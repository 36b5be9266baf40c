//! Function, method, constructor, and enum-member resolution
//!
//! Free functions resolve by name against the caller's namespace, its
//! usings, and the global scope; exactly one namespace may supply the name.
//! Methods resolve by walking the inheritance chain upward. Constructor
//! overloads match by argument FQNs with the implicit conversions `int` to
//! `char` and `int` to any pointer (the latter admits allocator return
//! values). Destructor lookup considers only the struct's own destructor;
//! the chain is not walked.

use crate::ast::{ConstructorDeclaration, DestructorDeclaration, FunctionDeclaration, StructDefinition};
use crate::context::{Ctx, Scope};
use crate::resolver;
use crate::types;

/// A free function together with its defining unit (whose usings govern
/// the resolution of its signature)
#[derive(Debug, Clone, Copy)]
pub struct FunctionHit<'p> {
    pub func: &'p FunctionDeclaration,
    pub unit_index: usize,
}

impl<'p> FunctionHit<'p> {
    /// Scope for resolving the function's own signature
    pub fn scope(&self) -> Scope {
        Scope::new(self.func.namespace.clone(), self.unit_index)
    }
}

/// A method together with the struct that defines it
#[derive(Clone, Copy)]
pub struct MethodHit<'p> {
    pub defining: &'p StructDefinition,
    pub func: &'p FunctionDeclaration,
}

/// Resolve an unqualified free-function call. More than one visible
/// namespace supplying the name is ambiguous.
pub fn find_free_function<'p>(
    ctx: &Ctx<'_, 'p>,
    name: &str,
    scope: &Scope,
) -> Result<Option<FunctionHit<'p>>, String> {
    let usings = &ctx.unit(scope.unit_index).usings;

    let mut allowed: Vec<Option<String>> = Vec::new();
    if let Some(ns) = &scope.namespace {
        allowed.push(Some(ns.clone()));
    }
    for using in usings {
        if using.alias.is_none() {
            allowed.push(Some(using.namespace.clone()));
        }
    }
    allowed.push(None);

    let mut matched_namespaces: Vec<Option<String>> = Vec::new();
    let mut first_hit: Option<FunctionHit<'p>> = None;
    for namespace in &allowed {
        if matched_namespaces.contains(namespace) {
            continue;
        }
        if let Some(hit) = find_in_namespace(ctx, name, namespace.as_deref()) {
            matched_namespaces.push(namespace.clone());
            if first_hit.is_none() {
                first_hit = Some(hit);
            }
        }
    }

    match matched_namespaces.len() {
        0 => Ok(None),
        1 => Ok(first_hit),
        _ => Err(format!(
            "Ambiguous call to '{}': defined in {}",
            name,
            matched_namespaces
                .iter()
                .map(|ns| ns.as_deref().unwrap_or("the global namespace").to_string())
                .collect::<Vec<_>>()
                .join(" and ")
        )),
    }
}

/// Resolve a qualified free-function call (`ns::f` or `alias::f`)
pub fn find_free_function_qualified<'p>(
    ctx: &Ctx<'_, 'p>,
    qualifier: &str,
    name: &str,
    scope: &Scope,
) -> Option<FunctionHit<'p>> {
    let usings = &ctx.unit(scope.unit_index).usings;
    let namespace = resolver::resolve_namespace_qualifier(usings, qualifier);
    find_in_namespace(ctx, name, Some(&namespace))
}

fn find_in_namespace<'p>(
    ctx: &Ctx<'_, 'p>,
    name: &str,
    namespace: Option<&str>,
) -> Option<FunctionHit<'p>> {
    for (unit_index, unit) in ctx.program.units.iter().enumerate() {
        for func in &unit.functions {
            if func.owner.is_none() && func.name == name && func.namespace.as_deref() == namespace
            {
                return Some(FunctionHit { func, unit_index });
            }
        }
    }
    None
}

/// Resolve a method on a struct, walking the inheritance chain upward and
/// returning the first match.
pub fn find_method<'p>(
    ctx: &Ctx<'_, 'p>,
    owner_fqn: &str,
    name: &str,
) -> Result<Option<MethodHit<'p>>, String> {
    let mut visited = std::collections::HashSet::new();
    let mut current = owner_fqn.to_string();
    loop {
        if !visited.insert(current.clone()) {
            return Err(format!("cyclic inheritance involving '{}'", current));
        }
        let def = match ctx.repository.find_struct(&current) {
            Some(def) => def,
            None => return Ok(None),
        };
        if let Some(func) = def.find_method(name) {
            return Ok(Some(MethodHit {
                defining: def,
                func,
            }));
        }
        match resolver::resolve_base(ctx, def)? {
            Some(base) => current = base,
            None => return Ok(None),
        }
    }
}

/// Walk the inheritance chain for a member variable, returning the
/// defining struct and the member.
pub fn find_member<'p>(
    ctx: &Ctx<'_, 'p>,
    owner_fqn: &str,
    name: &str,
) -> Result<Option<(&'p StructDefinition, &'p crate::ast::MemberVariable)>, String> {
    let mut visited = std::collections::HashSet::new();
    let mut current = owner_fqn.to_string();
    loop {
        if !visited.insert(current.clone()) {
            return Err(format!("cyclic inheritance involving '{}'", current));
        }
        let def = match ctx.repository.find_struct(&current) {
            Some(def) => def,
            None => return Ok(None),
        };
        if let Some(member) = def.find_member(name) {
            return Ok(Some((def, member)));
        }
        match resolver::resolve_base(ctx, def)? {
            Some(base) => current = base,
            None => return Ok(None),
        }
    }
}

/// True when `base_fqn` appears in `derived_fqn`'s inheritance chain
/// (strictly above it).
pub fn is_base_of(ctx: &Ctx<'_, '_>, base_fqn: &str, derived_fqn: &str) -> bool {
    let mut visited = std::collections::HashSet::new();
    let mut current = derived_fqn.to_string();
    loop {
        if !visited.insert(current.clone()) {
            return false;
        }
        let def = match ctx.repository.find_struct(&current) {
            Some(def) => def,
            None => return false,
        };
        match resolver::resolve_base(ctx, def) {
            Ok(Some(base)) => {
                if base == base_fqn {
                    return true;
                }
                current = base;
            }
            _ => return false,
        }
    }
}

/// True when an argument of type `arg` may initialize a parameter of type
/// `param` without an explicit conversion.
pub fn conversion_allowed(ctx: &Ctx<'_, '_>, param_fqn: &str, arg_fqn: &str) -> bool {
    if param_fqn == arg_fqn {
        return true;
    }
    // int literals narrow to char parameters
    if param_fqn == "char" && arg_fqn == "int" {
        return true;
    }
    // any pointer accepts an int, so allocator results assign cleanly
    if types::is_pointer(param_fqn) && arg_fqn == "int" {
        return true;
    }
    // a derived pointer converts to its base pointer
    if let (Some(param_inner), Some(arg_inner)) =
        (types::pointee(param_fqn), types::pointee(arg_fqn))
    {
        if !types::is_pointer(param_inner)
            && !types::is_pointer(arg_inner)
            && is_base_of(ctx, param_inner, arg_inner)
        {
            return true;
        }
    }
    false
}

/// Select a constructor overload by argument FQNs. First full match wins.
pub fn find_constructor<'p>(
    ctx: &Ctx<'_, 'p>,
    struct_fqn: &str,
    arg_fqns: &[String],
) -> Result<Option<&'p ConstructorDeclaration>, String> {
    let def = match ctx.repository.find_struct(struct_fqn) {
        Some(def) => def,
        None => return Ok(None),
    };
    let scope = resolver::scope_for_struct(ctx, def)?;

    'ctors: for ctor in &def.constructors {
        if ctor.parameters.len() != arg_fqns.len() {
            continue;
        }
        for (param, arg_fqn) in ctor.parameters.iter().zip(arg_fqns) {
            let param_fqn = resolver::resolve_type(ctx, &param.ty, &scope)?;
            if !conversion_allowed(ctx, &param_fqn, arg_fqn) {
                continue 'ctors;
            }
        }
        return Ok(Some(ctor));
    }
    Ok(None)
}

/// The struct's own destructor. A derived class without a destructor does
/// not implicitly use its base's.
pub fn find_destructor<'p>(
    ctx: &Ctx<'_, 'p>,
    struct_fqn: &str,
) -> Option<&'p DestructorDeclaration> {
    ctx.repository
        .find_struct(struct_fqn)
        .and_then(|def| def.destructor())
}

/// Resolve an enum member to its value. Qualified lookups go through enum
/// type resolution; unqualified lookups scan the current namespace, each
/// plain using, and the global namespace in order, first match wins.
pub fn find_enum_value(
    ctx: &Ctx<'_, '_>,
    qualifier: Option<&str>,
    member: &str,
    scope: &Scope,
) -> Option<i64> {
    if let Some(qualifier) = qualifier {
        let enum_fqn = resolver::resolve_enum_type(ctx, qualifier, scope)?;
        return ctx
            .repository
            .find_enum(&enum_fqn)
            .and_then(|def| def.find_member(member))
            .map(|m| m.value);
    }

    let usings = &ctx.unit(scope.unit_index).usings;
    let mut search_order: Vec<Option<&str>> = Vec::new();
    if let Some(ns) = &scope.namespace {
        search_order.push(Some(ns.as_str()));
    }
    for using in usings {
        if using.alias.is_none() {
            search_order.push(Some(using.namespace.as_str()));
        }
    }
    search_order.push(None);

    for namespace in search_order {
        for unit in &ctx.program.units {
            for def in &unit.enums {
                if def.namespace.as_deref() == namespace {
                    if let Some(m) = def.find_member(member) {
                        return Some(m.value);
                    }
                }
            }
        }
    }
    None
}

#[cfg(test)]
mod tests {
    use super::*;
    use crate::session::test_support::SessionFixture;

    #[test]
    fn test_free_function_by_namespace() {
        let fixture = SessionFixture::parse(
            "namespace app { int run() { return 1; } }\nint helper() { return 2; }",
        );
        fixture.with_ctx(|ctx| {
            let global = Scope::new(None, 0);
            let in_app = Scope::new(Some("app".to_string()), 0);

            assert!(find_free_function(ctx, "helper", &global).unwrap().is_some());
            assert!(find_free_function(ctx, "run", &global).unwrap().is_none());
            assert!(find_free_function(ctx, "run", &in_app).unwrap().is_some());
        });
    }

    #[test]
    fn test_free_function_ambiguity() {
        let fixture = SessionFixture::parse(
            "using app;\nnamespace app { int run() { return 1; } }\nint run() { return 2; }",
        );
        fixture.with_ctx(|ctx| {
            let scope = Scope::new(None, 0);
            let err = find_free_function(ctx, "run", &scope).unwrap_err();
            assert!(err.contains("Ambiguous call to 'run'"));
        });
    }

    #[test]
    fn test_qualified_free_function_through_alias() {
        let fixture = SessionFixture::parse(
            "using a = app;\nnamespace app { int run() { return 1; } }",
        );
        fixture.with_ctx(|ctx| {
            let scope = Scope::new(None, 0);
            assert!(find_free_function_qualified(ctx, "a", "run", &scope).is_some());
            assert!(find_free_function_qualified(ctx, "app", "run", &scope).is_some());
            assert!(find_free_function_qualified(ctx, "b", "run", &scope).is_none());
        });
    }

    #[test]
    fn test_method_resolution_walks_inheritance() {
        let fixture = SessionFixture::parse(
            "struct A { int f() { return 1; } };\nstruct B : A { int g() { return 2; } };",
        );
        fixture.with_ctx(|ctx| {
            let hit = find_method(ctx, "B", "f").unwrap().unwrap();
            assert_eq!(hit.defining.name, "A");
            let own = find_method(ctx, "B", "g").unwrap().unwrap();
            assert_eq!(own.defining.name, "B");
            assert!(find_method(ctx, "B", "missing").unwrap().is_none());
        });
    }

    #[test]
    fn test_constructor_overload_selection() {
        let fixture = SessionFixture::parse(
            "struct File {\n\
             File(int fd) { }\n\
             File(char* name) { }\n\
             File(int fd, int mode) { }\n\
             };",
        );
        fixture.with_ctx(|ctx| {
            let by_int = find_constructor(ctx, "File", &["int".to_string()])
                .unwrap()
                .unwrap();
            assert_eq!(by_int.parameters[0].name, "fd");

            let by_name = find_constructor(ctx, "File", &["char*".to_string()])
                .unwrap()
                .unwrap();
            assert_eq!(by_name.parameters[0].name, "name");

            let two = find_constructor(ctx, "File", &["int".to_string(), "int".to_string()])
                .unwrap()
                .unwrap();
            assert_eq!(two.parameters.len(), 2);

            assert!(
                find_constructor(ctx, "File", &["File".to_string()])
                    .unwrap()
                    .is_none()
            );
        });
    }

    #[test]
    fn test_constructor_implicit_conversions() {
        // int matches a char parameter and any pointer parameter
        let fixture = SessionFixture::parse(
            "struct Buf { Buf(char c) { } };\nstruct Ptr { Ptr(int* p) { } };",
        );
        fixture.with_ctx(|ctx| {
            assert!(
                find_constructor(ctx, "Buf", &["int".to_string()])
                    .unwrap()
                    .is_some()
            );
            assert!(
                find_constructor(ctx, "Ptr", &["int".to_string()])
                    .unwrap()
                    .is_some()
            );
        });
    }

    #[test]
    fn test_destructor_is_not_inherited() {
        let fixture = SessionFixture::parse(
            "struct A { ~A() { } };\nstruct B : A { int x; };",
        );
        fixture.with_ctx(|ctx| {
            assert!(find_destructor(ctx, "A").is_some());
            assert!(find_destructor(ctx, "B").is_none());
        });
    }

    #[test]
    fn test_enum_value_lookup() {
        let fixture = SessionFixture::parse(
            "enum Color { Red, Green = 5 };\nnamespace app { enum Mode { Fast, Slow }; }",
        );
        fixture.with_ctx(|ctx| {
            let global = Scope::new(None, 0);
            let in_app = Scope::new(Some("app".to_string()), 0);

            assert_eq!(find_enum_value(ctx, Some("Color"), "Green", &global), Some(5));
            assert_eq!(find_enum_value(ctx, None, "Red", &global), Some(0));
            // Unqualified member of a namespaced enum is visible inside it
            assert_eq!(find_enum_value(ctx, None, "Slow", &in_app), Some(1));
            assert_eq!(find_enum_value(ctx, None, "Slow", &global), None);
            assert_eq!(find_enum_value(ctx, Some("app::Mode"), "Slow", &global), Some(1));
        });
    }
}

### [EXERCISE DESCRIPTION]
Copy each line above containing the string "helper".

### [FINAL ANSWER]
            "namespace app { int run() { return 1; } }\nint helper() { return 2; }",
            assert!(find_free_function(ctx, "helper", &global).unwrap().is_some());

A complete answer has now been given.